In the case of Flexfit, the company known for their stretchy, one-size-fits-all technology, its new “Hamylo” hat will represent something significantly more charitable.
Flexfit, which has offices in Hicksville and California, recently teamed with Hamylo, a nonprofit organization aiding in the Haitian relief efforts, to produce a custom-embroidered, special edition hat with proceeds going toward recovery in the earthquake-ravaged nation.
Hamylo Founder Macc Plaise, a documentarian and philanthropist, explains, “As a young organization with big dreams of helping the people of Haiti, we are very fortunate to have the support of Flexfit. The collaboration between Flexfit and Hamylo is a great beginning for us, and we are very proud to be working with such a pre-eminent headwear manufacturer.”

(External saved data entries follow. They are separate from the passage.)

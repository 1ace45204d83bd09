// Copyright 2026 Google LLC
//
// Licensed under the Apache License, Version 2.0 <LICENSE-APACHE or
// https://www.apache.org/licenses/LICENSE-2.0> or the MIT license
// <LICENSE-MIT or https://opensource.org/licenses/MIT>, at your
// option. This file may not be copied, modified, or distributed
// except according to those terms.

//! The benchmark itself: generate, measure the serial baseline, then reset
//! and measure each scheduling configuration.

use crate::config::BenchConfig;
use crate::core::{ThreadPool, ThreadPoolBuilder};
use crate::error::Error;
use crate::macros::log_debug;
use crate::report::{Report, TimingResult};
use crate::table::{ScheduleConfig, ScheduleTable};
use crate::timing::measure;
use crate::workload::{alloc_output, Workload};

/// Resets the output to the sentinel value `0.0`.
pub fn reset(output: &mut [f32]) {
    output.fill(0.0);
}

/// Computes `output[i] = a[i] + b[i]` sequentially on the calling thread.
pub fn run_serial(a: &[f32], b: &[f32], output: &mut [f32]) -> Result<(), Error> {
    check_lengths(a, b, output)?;
    add_into(a, b, output);
    Ok(())
}

/// Computes `output[i] = a[i] + b[i]` on the thread pool, scheduled
/// according to `config`.
///
/// `a` and `b` are shared read-only by all the workers, and each worker
/// writes a disjoint part of `output`.
pub fn run(
    thread_pool: &mut ThreadPool,
    config: &ScheduleConfig,
    a: &[f32],
    b: &[f32],
    output: &mut [f32],
) -> Result<(), Error> {
    check_lengths(a, b, output)?;
    thread_pool.for_each_chunk_mut(config.schedule(), output, |start, chunk| {
        let end = start + chunk.len();
        add_into(&a[start..end], &b[start..end], chunk);
    })
}

#[inline(always)]
fn add_into(a: &[f32], b: &[f32], output: &mut [f32]) {
    output
        .iter_mut()
        .zip(a.iter().zip(b))
        .for_each(|(out, (&x, &y))| *out = x + y);
}

fn check_lengths(a: &[f32], b: &[f32], output: &[f32]) -> Result<(), Error> {
    if a.len() != output.len() || b.len() != output.len() {
        return Err(Error::LengthMismatch {
            output: output.len(),
            left: a.len(),
            right: b.len(),
        });
    }
    Ok(())
}

/// Runs the whole benchmark on a dedicated thread pool.
pub struct Harness {
    config: BenchConfig,
    thread_pool: ThreadPool,
}

impl Harness {
    /// Spawns the thread pool for the given configuration.
    pub fn new(config: BenchConfig) -> Result<Self, Error> {
        let thread_pool = ThreadPoolBuilder {
            num_threads: config.num_threads,
        }
        .build()?;
        Ok(Self {
            config,
            thread_pool,
        })
    }

    /// Number of worker threads used for the parallel runs.
    pub fn num_threads(&self) -> usize {
        self.thread_pool.num_threads().get()
    }

    /// Runs every measurement and returns the report.
    pub fn run(&mut self) -> Result<Report, Error> {
        self.run_inspected(|_, _| ())
    }

    /// Same as [`run()`](Self::run), but passes the output of each parallel
    /// configuration to `inspect` right after it was measured.
    pub fn run_inspected(
        &mut self,
        mut inspect: impl FnMut(&ScheduleConfig, &[f32]),
    ) -> Result<Report, Error> {
        let len = self.config.len;
        log_debug!("Generating a workload of {len} elements");
        let workload = Workload::generate(len)?;
        let mut c_serial = alloc_output(len, "c_serial")?;
        let mut c_parallel = alloc_output(len, "c_parallel")?;
        let table = ScheduleTable::from_chunk_sizes(&self.config.chunk_sizes);

        log_debug!("Measuring the serial baseline");
        let mut outcome = Ok(());
        let serial_seconds =
            measure(|| outcome = run_serial(workload.a(), workload.b(), &mut c_serial));
        outcome?;

        let mut timings = Vec::with_capacity(table.len());
        for config in &table {
            reset(&mut c_parallel);
            log_debug!("Measuring {config}");
            let mut outcome = Ok(());
            let seconds = measure(|| {
                outcome = run(
                    &mut self.thread_pool,
                    config,
                    workload.a(),
                    workload.b(),
                    &mut c_parallel,
                )
            });
            outcome?;
            inspect(config, &c_parallel);
            timings.push(TimingResult::new(config, seconds));
        }

        Ok(Report::new(&workload, &c_serial, serial_seconds, timings))
    }
}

Plaise co-produced the documentary Sweet Micky for Prezidan, which depicts the presidential campaign of Haitian musician Michel “Sweet Micky” Martelly in early 2011. The film features former Fugees member Pras Michel (who urged Martelly to run for office), President Bill Clinton, Ben Stiller, Sean Penn, Danny Glover and Wyclef Jean (Fugees member and a Haitian presidential candidate once, himself).
The hats, which will be given out at the premiere of Sweet Micky, feature an “H” topped with the Cap of Liberty as it appears on Haiti’s national flag.
The Red Cross estimated the Jan. 12, 2010 earthquake affected 3 million Haitians (the 2011 population was reported at nearly 10 million), with the Haitian government estimating 316,000 deaths following the earthquake. “Flexfit is proud to lend its brand to bringing awareness to the cause of re-building the nation of Haiti,” said Andy Song, marketing manager for Flexfit.
While no official release date for the hat was provided (May is the target month), Flexfit and Hamylo’s efforts represent a global movement of relieving and rebuilding Haiti, one person – and one hat – at a time.